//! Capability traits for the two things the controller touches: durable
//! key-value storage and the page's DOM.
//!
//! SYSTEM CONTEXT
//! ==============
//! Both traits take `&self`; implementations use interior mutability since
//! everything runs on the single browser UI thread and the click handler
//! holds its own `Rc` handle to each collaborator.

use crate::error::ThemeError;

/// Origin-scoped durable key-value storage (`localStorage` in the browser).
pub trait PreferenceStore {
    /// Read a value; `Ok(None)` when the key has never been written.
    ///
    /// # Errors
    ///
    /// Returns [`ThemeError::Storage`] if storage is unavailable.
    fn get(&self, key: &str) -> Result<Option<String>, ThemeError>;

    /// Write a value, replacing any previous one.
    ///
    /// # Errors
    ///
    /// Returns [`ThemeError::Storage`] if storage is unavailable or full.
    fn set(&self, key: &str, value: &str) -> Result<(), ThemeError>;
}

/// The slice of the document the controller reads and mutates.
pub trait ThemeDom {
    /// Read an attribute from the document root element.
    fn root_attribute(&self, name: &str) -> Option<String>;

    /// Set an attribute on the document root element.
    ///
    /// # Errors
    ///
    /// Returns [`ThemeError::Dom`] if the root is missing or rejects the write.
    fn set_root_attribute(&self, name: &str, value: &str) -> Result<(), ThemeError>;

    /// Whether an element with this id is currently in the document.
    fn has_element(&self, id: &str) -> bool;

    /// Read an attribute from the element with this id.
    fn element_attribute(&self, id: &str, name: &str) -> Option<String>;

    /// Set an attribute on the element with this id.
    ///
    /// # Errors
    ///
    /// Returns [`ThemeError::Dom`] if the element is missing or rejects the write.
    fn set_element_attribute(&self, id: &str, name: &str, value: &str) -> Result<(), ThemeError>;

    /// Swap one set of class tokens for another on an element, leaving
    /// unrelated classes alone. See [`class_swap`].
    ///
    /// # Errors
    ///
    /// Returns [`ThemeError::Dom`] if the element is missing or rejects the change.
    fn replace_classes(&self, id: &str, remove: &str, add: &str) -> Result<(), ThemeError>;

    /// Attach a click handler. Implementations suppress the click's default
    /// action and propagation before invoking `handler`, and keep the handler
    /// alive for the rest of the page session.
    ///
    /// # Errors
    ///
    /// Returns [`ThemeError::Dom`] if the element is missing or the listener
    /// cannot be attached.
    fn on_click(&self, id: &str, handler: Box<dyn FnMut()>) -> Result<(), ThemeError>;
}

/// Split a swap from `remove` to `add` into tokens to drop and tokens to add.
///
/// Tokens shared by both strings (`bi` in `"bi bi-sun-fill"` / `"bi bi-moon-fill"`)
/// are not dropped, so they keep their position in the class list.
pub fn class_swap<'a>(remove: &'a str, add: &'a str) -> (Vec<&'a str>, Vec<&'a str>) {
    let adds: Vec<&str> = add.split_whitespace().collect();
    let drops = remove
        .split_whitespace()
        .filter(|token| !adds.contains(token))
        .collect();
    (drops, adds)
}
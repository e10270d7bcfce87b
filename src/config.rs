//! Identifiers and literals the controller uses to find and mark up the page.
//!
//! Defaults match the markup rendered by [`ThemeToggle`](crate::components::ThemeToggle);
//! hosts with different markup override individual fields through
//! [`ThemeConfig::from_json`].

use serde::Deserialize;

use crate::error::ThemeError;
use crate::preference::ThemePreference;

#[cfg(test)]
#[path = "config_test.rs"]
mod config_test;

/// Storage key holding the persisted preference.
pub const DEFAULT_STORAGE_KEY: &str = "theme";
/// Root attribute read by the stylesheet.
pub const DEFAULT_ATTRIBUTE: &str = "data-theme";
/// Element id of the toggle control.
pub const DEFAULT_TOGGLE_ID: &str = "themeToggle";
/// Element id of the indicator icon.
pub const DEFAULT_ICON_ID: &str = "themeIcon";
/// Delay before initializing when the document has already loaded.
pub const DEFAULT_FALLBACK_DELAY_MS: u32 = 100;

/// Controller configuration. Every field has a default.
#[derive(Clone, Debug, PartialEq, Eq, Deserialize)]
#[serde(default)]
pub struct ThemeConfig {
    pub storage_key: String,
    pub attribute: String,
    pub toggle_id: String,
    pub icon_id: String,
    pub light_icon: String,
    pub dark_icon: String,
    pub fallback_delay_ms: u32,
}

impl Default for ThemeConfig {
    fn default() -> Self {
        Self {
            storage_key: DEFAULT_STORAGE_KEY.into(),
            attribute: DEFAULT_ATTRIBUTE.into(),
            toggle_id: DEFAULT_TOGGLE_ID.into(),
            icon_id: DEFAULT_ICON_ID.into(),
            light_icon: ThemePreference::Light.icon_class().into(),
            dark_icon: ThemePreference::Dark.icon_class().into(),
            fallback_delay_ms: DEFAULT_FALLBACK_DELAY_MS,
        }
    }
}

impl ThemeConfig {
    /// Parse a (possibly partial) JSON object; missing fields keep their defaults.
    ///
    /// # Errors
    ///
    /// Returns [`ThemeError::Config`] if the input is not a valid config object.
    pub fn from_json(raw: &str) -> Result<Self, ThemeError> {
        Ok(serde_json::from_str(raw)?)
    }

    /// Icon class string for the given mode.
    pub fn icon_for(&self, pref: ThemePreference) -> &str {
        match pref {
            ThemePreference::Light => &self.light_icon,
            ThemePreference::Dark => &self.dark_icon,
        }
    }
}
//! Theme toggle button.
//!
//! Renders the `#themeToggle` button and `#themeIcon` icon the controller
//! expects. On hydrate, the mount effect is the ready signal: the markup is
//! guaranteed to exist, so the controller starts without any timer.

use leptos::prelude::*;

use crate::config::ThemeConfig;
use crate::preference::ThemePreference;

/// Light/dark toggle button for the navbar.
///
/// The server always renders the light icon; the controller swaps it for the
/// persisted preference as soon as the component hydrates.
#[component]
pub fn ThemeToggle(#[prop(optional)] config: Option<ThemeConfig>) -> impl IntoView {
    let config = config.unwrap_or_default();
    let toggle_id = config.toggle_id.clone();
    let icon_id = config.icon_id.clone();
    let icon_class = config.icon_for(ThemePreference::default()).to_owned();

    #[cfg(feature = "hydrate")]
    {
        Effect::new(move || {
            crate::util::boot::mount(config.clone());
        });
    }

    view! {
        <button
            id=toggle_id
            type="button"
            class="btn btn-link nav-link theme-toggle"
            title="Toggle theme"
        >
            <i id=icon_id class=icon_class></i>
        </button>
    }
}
━━━━━━━━
# Task prompt
Print the data in full. Match it exactly.

# Expected answer
//! Capability traits for the two things the controller touches: durable
//! key-value storage and the page's DOM.
//!
//! SYSTEM CONTEXT
//! ==============
//! Both traits take `&self`; implementations use interior mutability since
//! everything runs on the single browser UI thread and the click handler
//! holds its own `Rc` handle to each collaborator.

use crate::error::ThemeError;

/// Origin-scoped durable key-value storage (`localStorage` in the browser).
pub trait PreferenceStore {
    /// Read a value; `Ok(None)` when the key has never been written.
    ///
    /// # Errors
    ///
    /// Returns [`ThemeError::Storage`] if storage is unavailable.
    fn get(&self, key: &str) -> Result<Option<String>, ThemeError>;

    /// Write a value, replacing any previous one.
    ///
    /// # Errors
    ///
    /// Returns [`ThemeError::Storage`] if storage is unavailable or full.
    fn set(&self, key: &str, value: &str) -> Result<(), ThemeError>;
}

/// The slice of the document the controller reads and mutates.
pub trait ThemeDom {
    /// Read an attribute from the document root element.
    fn root_attribute(&self, name: &str) -> Option<String>;

    /// Set an attribute on the document root element.
    ///
    /// # Errors
    ///
    /// Returns [`ThemeError::Dom`] if the root is missing or rejects the write.
    fn set_root_attribute(&self, name: &str, value: &str) -> Result<(), ThemeError>;

    /// Whether an element with this id is currently in the document.
    fn has_element(&self, id: &str) -> bool;

    /// Read an attribute from the element with this id.
    fn element_attribute(&self, id: &str, name: &str) -> Option<String>;

    /// Set an attribute on the element with this id.
    ///
    /// # Errors
    ///
    /// Returns [`ThemeError::Dom`] if the element is missing or rejects the write.
    fn set_element_attribute(&self, id: &str, name: &str, value: &str) -> Result<(), ThemeError>;

    /// Swap one set of class tokens for another on an element, leaving
    /// unrelated classes alone. See [`class_swap`].
    ///
    /// # Errors
    ///
    /// Returns [`ThemeError::Dom`] if the element is missing or rejects the change.
    fn replace_classes(&self, id: &str, remove: &str, add: &str) -> Result<(), ThemeError>;

    /// Attach a click handler. Implementations suppress the click's default
    /// action and propagation before invoking `handler`, and keep the handler
    /// alive for the rest of the page session.
    ///
    /// # Errors
    ///
    /// Returns [`ThemeError::Dom`] if the element is missing or the listener
    /// cannot be attached.
    fn on_click(&self, id: &str, handler: Box<dyn FnMut()>) -> Result<(), ThemeError>;
}

/// Split a swap from `remove` to `add` into tokens to drop and tokens to add.
///
/// Tokens shared by both strings (`bi` in `"bi bi-sun-fill"` / `"bi bi-moon-fill"`)
/// are not dropped, so they keep their position in the class list.
pub fn class_swap<'a>(remove: &'a str, add: &'a str) -> (Vec<&'a str>, Vec<&'a str>) {
    let adds: Vec<&str> = add.split_whitespace().collect();
    let drops = remove
        .split_whitespace()
        .filter(|token| !adds.contains(token))
        .collect();
    (drops, adds)
}
repository e10270d7bcfce87b
filename src/config.rs
//! Identifiers and literals the controller uses to find and mark up the page.
//!
//! Defaults match the markup rendered by [`ThemeToggle`](crate::components::ThemeToggle);
//! hosts with different markup override individual fields through
//! [`ThemeConfig::from_json`].

use serde::Deserialize;

use crate::error::ThemeError;
use crate::preference::ThemePreference;

#[cfg(test)]
#[path = "config_test.rs"]
mod config_test;

/// Storage key holding the persisted preference.
pub const DEFAULT_STORAGE_KEY: &str = "theme";
/// Root attribute read by the stylesheet.
pub const DEFAULT_ATTRIBUTE: &str = "data-theme";
/// Element id of the toggle control.
pub const DEFAULT_TOGGLE_ID: &str = "themeToggle";
/// Element id of the indicator icon.
pub const DEFAULT_ICON_ID: &str = "themeIcon";
/// Delay before initializing when the document has already loaded.
pub const DEFAULT_FALLBACK_DELAY_MS: u32 = 100;

/// Controller configuration. Every field has a default.
#[derive(Clone, Debug, PartialEq, Eq, Deserialize)]
#[serde(default)]
pub struct ThemeConfig {
    pub storage_key: String,
    pub attribute: String,
    pub toggle_id: String,
    pub icon_id: String,
    pub light_icon: String,
    pub dark_icon: String,
    pub fallback_delay_ms: u32,
}

impl Default for ThemeConfig {
    fn default() -> Self {
        Self {
            storage_key: DEFAULT_STORAGE_KEY.into(),
            attribute: DEFAULT_ATTRIBUTE.into(),
            toggle_id: DEFAULT_TOGGLE_ID.into(),
            icon_id: DEFAULT_ICON_ID.into(),
            light_icon: ThemePreference::Light.icon_class().into(),
            dark_icon: ThemePreference::Dark.icon_class().into(),
            fallback_delay_ms: DEFAULT_FALLBACK_DELAY_MS,
        }
    }
}

impl ThemeConfig {
    /// Parse a (possibly partial) JSON object; missing fields keep their defaults.
    ///
    /// # Errors
    ///
    /// Returns [`ThemeError::Config`] if the input is not a valid config object.
    pub fn from_json(raw: &str) -> Result<Self, ThemeError> {
        Ok(serde_json::from_str(raw)?)
    }

    /// Icon class string for the given mode.
    pub fn icon_for(&self, pref: ThemePreference) -> &str {
        match pref {
            ThemePreference::Light => &self.light_icon,
            ThemePreference::Dark => &self.dark_icon,
        }
    }
}
//! Theme toggle button.
//!
//! Renders the `#themeToggle` button and `#themeIcon` icon the controller
//! expects. On hydrate, the mount effect is the ready signal: the markup is
//! guaranteed to exist, so the controller starts without any timer.

use leptos::prelude::*;

use crate::config::ThemeConfig;
use crate::preference::ThemePreference;

/// Light/dark toggle button for the navbar.
///
/// The server always renders the light icon; the controller swaps it for the
/// persisted preference as soon as the component hydrates.
#[component]
pub fn ThemeToggle(#[prop(optional)] config: Option<ThemeConfig>) -> impl IntoView {
    let config = config.unwrap_or_default();
    let toggle_id = config.toggle_id.clone();
    let icon_id = config.icon_id.clone();
    let icon_class = config.icon_for(ThemePreference::default()).to_owned();

    #[cfg(feature = "hydrate")]
    {
        Effect::new(move || {
            crate::util::boot::mount(config.clone());
        });
    }

    view! {
        <button
            id=toggle_id
            type="button"
            class="btn btn-link nav-link theme-toggle"
            title="Toggle theme"
        >
            <i id=icon_id class=icon_class></i>
        </button>
    }
}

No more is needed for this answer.